Questionnaires were filled out by 4,609 parents who are participating in a long-term project researching the health effects of air pollution in Southern California and on the Central Coast.
Twelve of the communities were directly affected by the fires or had dense smoke. Of those, Upland, Mira Loma and San Bernardino recorded the worst smoke levels, although Long Beach, Riverside, San Dimas, Glendora and Anaheim were among others with smoky air.
During two weeks in 2003, multiple fires roared through all six Southern California counties, burning 1,200 square miles and destroying 3,640 homes.
Smoke hovered over the Los Angeles Basin for days, and airborne particulates reached 10 to 20 times usual levels. In addition to pieces of soot that can irritate airways and lodge in lungs, smoke contains toxic gases.
“We confirmed very substantial effects of wildfire smoke exposure on eyes as well as upper and lower respiratory symptoms, in both asthmatics and non-asthmatics,” the study says. The increase in respiratory problems was strongest among children without asthma, apparently because asthmatics took preventive action, such as staying indoors, wearing masks and using air conditioners.
Kunzli said non-asthmatics reported as many health problems on the smoky days as asthmatics do on smoke-free days.

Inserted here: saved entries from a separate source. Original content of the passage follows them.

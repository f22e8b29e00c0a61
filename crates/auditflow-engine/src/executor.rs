//! The remote audit call and the transition on its outcome.

use chrono::Utc;
use tracing::{info, instrument, warn};

use auditflow_core::audit::{AuditOutcome, AuditRequest};
use auditflow_core::ids::Generation;
use auditflow_core::session::{AuditStatus, PendingColumnDetection, PendingWorkbookInfo};

use crate::orchestrator::AuditOrchestrator;
use crate::state::AuditPhase;

impl AuditOrchestrator {
    /// Issue exactly one audit request for `generation` and apply its outcome.
    ///
    /// The outcome is dropped if the session moved past `generation` while
    /// the request was in flight.
    #[instrument(skip(self), fields(session_id = %self.inner.session_id))]
    pub(crate) async fn execute(&self, generation: Generation) -> AuditStatus {
        let account_overrides = self.inner.overrides.overrides_for_api();
        let request = {
            let state = self.inner.state.lock();
            if !state.is_current(generation) {
                return state.status();
            }
            let Some(file) = state.selected_file.clone() else {
                return state.status();
            };
            AuditRequest {
                file,
                materiality_threshold: state.materiality_threshold,
                column_mapping: state.context.column_mapping.clone(),
                sheet_selection: state.context.sheet_selection.clone(),
                account_overrides,
            }
        };

        let outcome = self.inner.audit.run_audit(&request).await;

        let succeeded = {
            let mut state = self.inner.state.lock();
            if !state.is_current(generation) {
                self.discard_stale(&state, generation);
                return state.status();
            }
            match outcome {
                Ok(AuditOutcome::Success(result)) => {
                    info!(
                        generation = %generation,
                        balanced = result.balanced,
                        abnormal = result.abnormal_balances.len(),
                        "audit succeeded"
                    );
                    state.benchmark.invalidate();
                    self.set_phase(
                        &mut state,
                        AuditPhase::Success {
                            result,
                            completed_at: Utc::now(),
                        },
                    );
                    true
                }
                Ok(AuditOutcome::RequiresMapping(detection)) => {
                    info!(
                        generation = %generation,
                        confidence = detection.overall_confidence,
                        "column mapping required"
                    );
                    let pending = PendingColumnDetection {
                        detection,
                        context: state.context.clone(),
                    };
                    self.set_phase(&mut state, AuditPhase::AwaitingColumnMapping(pending));
                    false
                }
                Ok(AuditOutcome::RequiresWorkbookSelection(workbook_info)) => {
                    info!(
                        generation = %generation,
                        sheets = workbook_info.sheets.len(),
                        "workbook selection required"
                    );
                    self.set_phase(
                        &mut state,
                        AuditPhase::AwaitingWorkbookSelection(PendingWorkbookInfo { workbook_info }),
                    );
                    false
                }
                Err(e) => {
                    warn!(generation = %generation, kind = e.error_kind(), error = %e, "audit failed");
                    self.set_phase(
                        &mut state,
                        AuditPhase::Error {
                            message: e.user_message(),
                        },
                    );
                    false
                }
            }
        };

        if succeeded {
            self.link_engagement(generation);
            AuditStatus::Success
        } else {
            self.status()
        }
    }
}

Parents of one of every five non-asthmatic children reported that the children were coughing during the fires, compared with one of every two to three asthmatic children. About 7% reported wheezing by non-asthmatic children, while for asthmatic children, it was one-third. About 13% of all the children missed school.
The health problems for non-asthmatic children were somewhat unexpected, said Jean Ospital of the South Coast Air Quality Management District, which co-funded the study.
“We generally think people with chronic diseases are more sensitive, but this shows that we’re all sensitive to the effects of smoke and we have to worry about everyone, not just people with asthma,” he said. “This study reinforces what we think is the right thing to do, to advise people to avoid exposure to smoke whenever they can.”
Sneezing or stuffy noses were the most frequent symptom, reported by 41% of the parents, followed by irritated eyes, reported by more than 35%.
Although it’s not unusual for children to suffer frequent stuffy noses and coughs, the rates of such symptoms rose substantially in the smokiest areas.
Parents of children in the communities with the highest particulate levels reported three times more eye irritation and twice as much coughing, nose symptoms and sore throats than those in less smoky areas. Also, those who smelled smoke indoors for more than six days reported wheezing and other respiratory problems two to five times more frequently than those with low smoke exposure. Asthma attacks increased 63% in the smoky areas.
Dr. Sverre Vedal of the University of Washington said in an editorial accompanying the report that it may seem obvious that people suffer respiratory problems during wildfires. He said, however, that the study was important to determine who is most susceptible and the full range of their symptoms.
But Vedal said there are likely biases in the data, because the researchers relied on parents’ memories and focused on specific symptoms. “Although we know there are health impacts from exposure to wildfire smoke, we remain uncertain about the range and severity,” he wrote.